After a week of Rep. Paul Ryan’s deficit-reducing budget plan dominating the political conversation, the Democrats have finally responded with a plan of their own. Whereas Ryan’s plan relies on changes to entitlement programs for the bulk of the reduction, the Democratic plan aims to lower the deficit through cuts to mandatory government programs and military spending, while increasing revenue through higher taxes on the very rich. According to the Washington Post, this would reduce the deficit from 8 percent of GDP to 2.2 percent over the next ten years—a sizable reduction, but less than the Ryan plan, which would reduce the deficit to 1.2 percent by 2022 and balance the budget by mid-century.

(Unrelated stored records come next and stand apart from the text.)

//! Model index for addressing cells in table and tree models.
//!
//! A `ModelIndex` names one cell by row, column and parent. Tree models also
//! store the node handle of the addressed item in the index's internal ID so
//! lookups do not need to walk from the root.

use std::hash::{Hash, Hasher};

/// Represents a position within an `ItemModel`.
///
/// # Index Validity
///
/// Indices should be used immediately and not stored long-term. After rows are
/// inserted, removed or moved, an old index may address a different item. Tree
/// indices carry a generation-checked node handle, so a stale tree index
/// resolves to nothing rather than to the wrong node.
///
/// # Example
///
/// ```
/// use brewview::model::ModelIndex;
///
/// let root = ModelIndex::invalid();
/// let cell = ModelIndex::new(2, 1, root);
/// assert_eq!((cell.row(), cell.column()), (2, 1));
/// ```
#[derive(Clone)]
pub struct ModelIndex {
    row: usize,
    column: usize,
    parent: Option<Box<ModelIndex>>,
    internal_id: u64,
    valid: bool,
}

impl Default for ModelIndex {
    fn default() -> Self {
        Self::invalid()
    }
}

impl ModelIndex {
    /// Creates an invalid (null) model index.
    ///
    /// An invalid index stands for the root of a model when used as a parent,
    /// and for "no such item" when returned from a lookup.
    #[inline]
    pub const fn invalid() -> Self {
        Self {
            row: 0,
            column: 0,
            parent: None,
            internal_id: 0,
            valid: false,
        }
    }

    /// Creates a new valid model index with no internal ID.
    #[inline]
    pub fn new(row: usize, column: usize, parent: ModelIndex) -> Self {
        Self::with_internal_id(row, column, parent, 0)
    }

    /// Creates a new valid model index carrying a model-specific ID.
    #[inline]
    pub fn with_internal_id(
        row: usize,
        column: usize,
        parent: ModelIndex,
        internal_id: u64,
    ) -> Self {
        Self {
            row,
            column,
            parent: if parent.is_valid() {
                Some(Box::new(parent))
            } else {
                None
            },
            internal_id,
            valid: true,
        }
    }

    /// Returns `true` if this is a valid index.
    #[inline]
    pub fn is_valid(&self) -> bool {
        self.valid
    }

    /// Returns the row of this index within its parent (0 when invalid).
    #[inline]
    pub fn row(&self) -> usize {
        self.row
    }

    /// Returns the column of this index (0 when invalid).
    #[inline]
    pub fn column(&self) -> usize {
        self.column
    }

    /// Returns the parent index, or an invalid index for top-level items.
    #[inline]
    pub fn parent(&self) -> ModelIndex {
        match &self.parent {
            Some(parent) => (**parent).clone(),
            None => ModelIndex::invalid(),
        }
    }

    /// Returns the internal ID associated with this index.
    #[inline]
    pub fn internal_id(&self) -> u64 {
        self.internal_id
    }

    /// Creates an index for another cell of the same item.
    ///
    /// Returns an invalid index if this index is invalid.
    #[inline]
    pub fn sibling_at_column(&self, column: usize) -> ModelIndex {
        if !self.is_valid() {
            return ModelIndex::invalid();
        }
        ModelIndex::with_internal_id(self.row, column, self.parent(), self.internal_id)
    }

    /// Returns the depth of this index in the hierarchy (0 for top level).
    pub fn depth(&self) -> usize {
        let mut depth = 0;
        let mut current = self.parent.as_deref();
        while let Some(parent) = current {
            depth += 1;
            current = parent.parent.as_deref();
        }
        depth
    }
}

impl std::fmt::Debug for ModelIndex {
    fn fmt(&self, f: &mut std::fmt::Formatter<'_>) -> std::fmt::Result {
        if self.is_valid() {
            f.debug_struct("ModelIndex")
                .field("row", &self.row)
                .field("column", &self.column)
                .field("depth", &self.depth())
                .field("internal_id", &self.internal_id)
                .finish()
        } else {
            write!(f, "ModelIndex(invalid)")
        }
    }
}

impl PartialEq for ModelIndex {
    fn eq(&self, other: &Self) -> bool {
        match (self.is_valid(), other.is_valid()) {
            (false, false) => true,
            (true, true) => {
                self.row == other.row
                    && self.column == other.column
                    && self.internal_id == other.internal_id
                    && self.parent == other.parent
            }
            _ => false,
        }
    }
}

impl Eq for ModelIndex {}

impl Hash for ModelIndex {
    fn hash<H: Hasher>(&self, state: &mut H) {
        self.valid.hash(state);
        if self.valid {
            self.row.hash(state);
            self.column.hash(state);
            self.internal_id.hash(state);
        }
    }
}

#[cfg(test)]
mod tests {
    use super::*;

    #[test]
    fn test_root_is_invalid() {
        let root = ModelIndex::invalid();
        assert!(!root.is_valid());
        assert_eq!(root, ModelIndex::default());
        assert_eq!(format!("{root:?}"), "ModelIndex(invalid)");
    }

    #[test]
    fn test_recipe_inside_folder() {
        let folder = ModelIndex::with_internal_id(0, 0, ModelIndex::invalid(), 7);
        let recipe = ModelIndex::with_internal_id(2, 1, folder.clone(), 9);

        assert_eq!(recipe.parent(), folder);
        assert!(!folder.parent().is_valid());
        assert_eq!(recipe.depth(), 1);
        assert_eq!(folder.depth(), 0);
    }

    #[test]
    fn test_sibling_addresses_same_node() {
        let name = ModelIndex::with_internal_id(3, 0, ModelIndex::invalid(), 11);
        let style = name.sibling_at_column(2);

        assert_eq!((style.row(), style.column()), (3, 2));
        assert_eq!(style.internal_id(), 11);
        assert!(!ModelIndex::invalid().sibling_at_column(1).is_valid());
    }

    #[test]
    fn test_node_handle_takes_part_in_equality() {
        let a = ModelIndex::with_internal_id(1, 0, ModelIndex::invalid(), 4);
        let b = ModelIndex::with_internal_id(1, 0, ModelIndex::invalid(), 4);
        let reused_row = ModelIndex::with_internal_id(1, 0, ModelIndex::invalid(), 5);

        assert_eq!(a, b);
        assert_ne!(a, reused_row);
        assert_ne!(a, ModelIndex::invalid());
    }
}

There are other differences between the plans, to be sure, but in many ways their similarities are the most striking thing about them. Both proposals are in broad agreement that cuts need to be made; they mostly disagree over where exactly the cuts should come from. Gone are the days when Republicans argued for cuts and Democrats argued for expanding the social safety net. Today’s budget arguments are about where and how fast to cut, not whether cuts should be made at all.

Both plans have their good points and their bad points, of course. There’s much room for improvement. But at least both parties have finally put something in writing. Now all debates going forward will have a clear foundation. Let the public debate and the political haggling begin.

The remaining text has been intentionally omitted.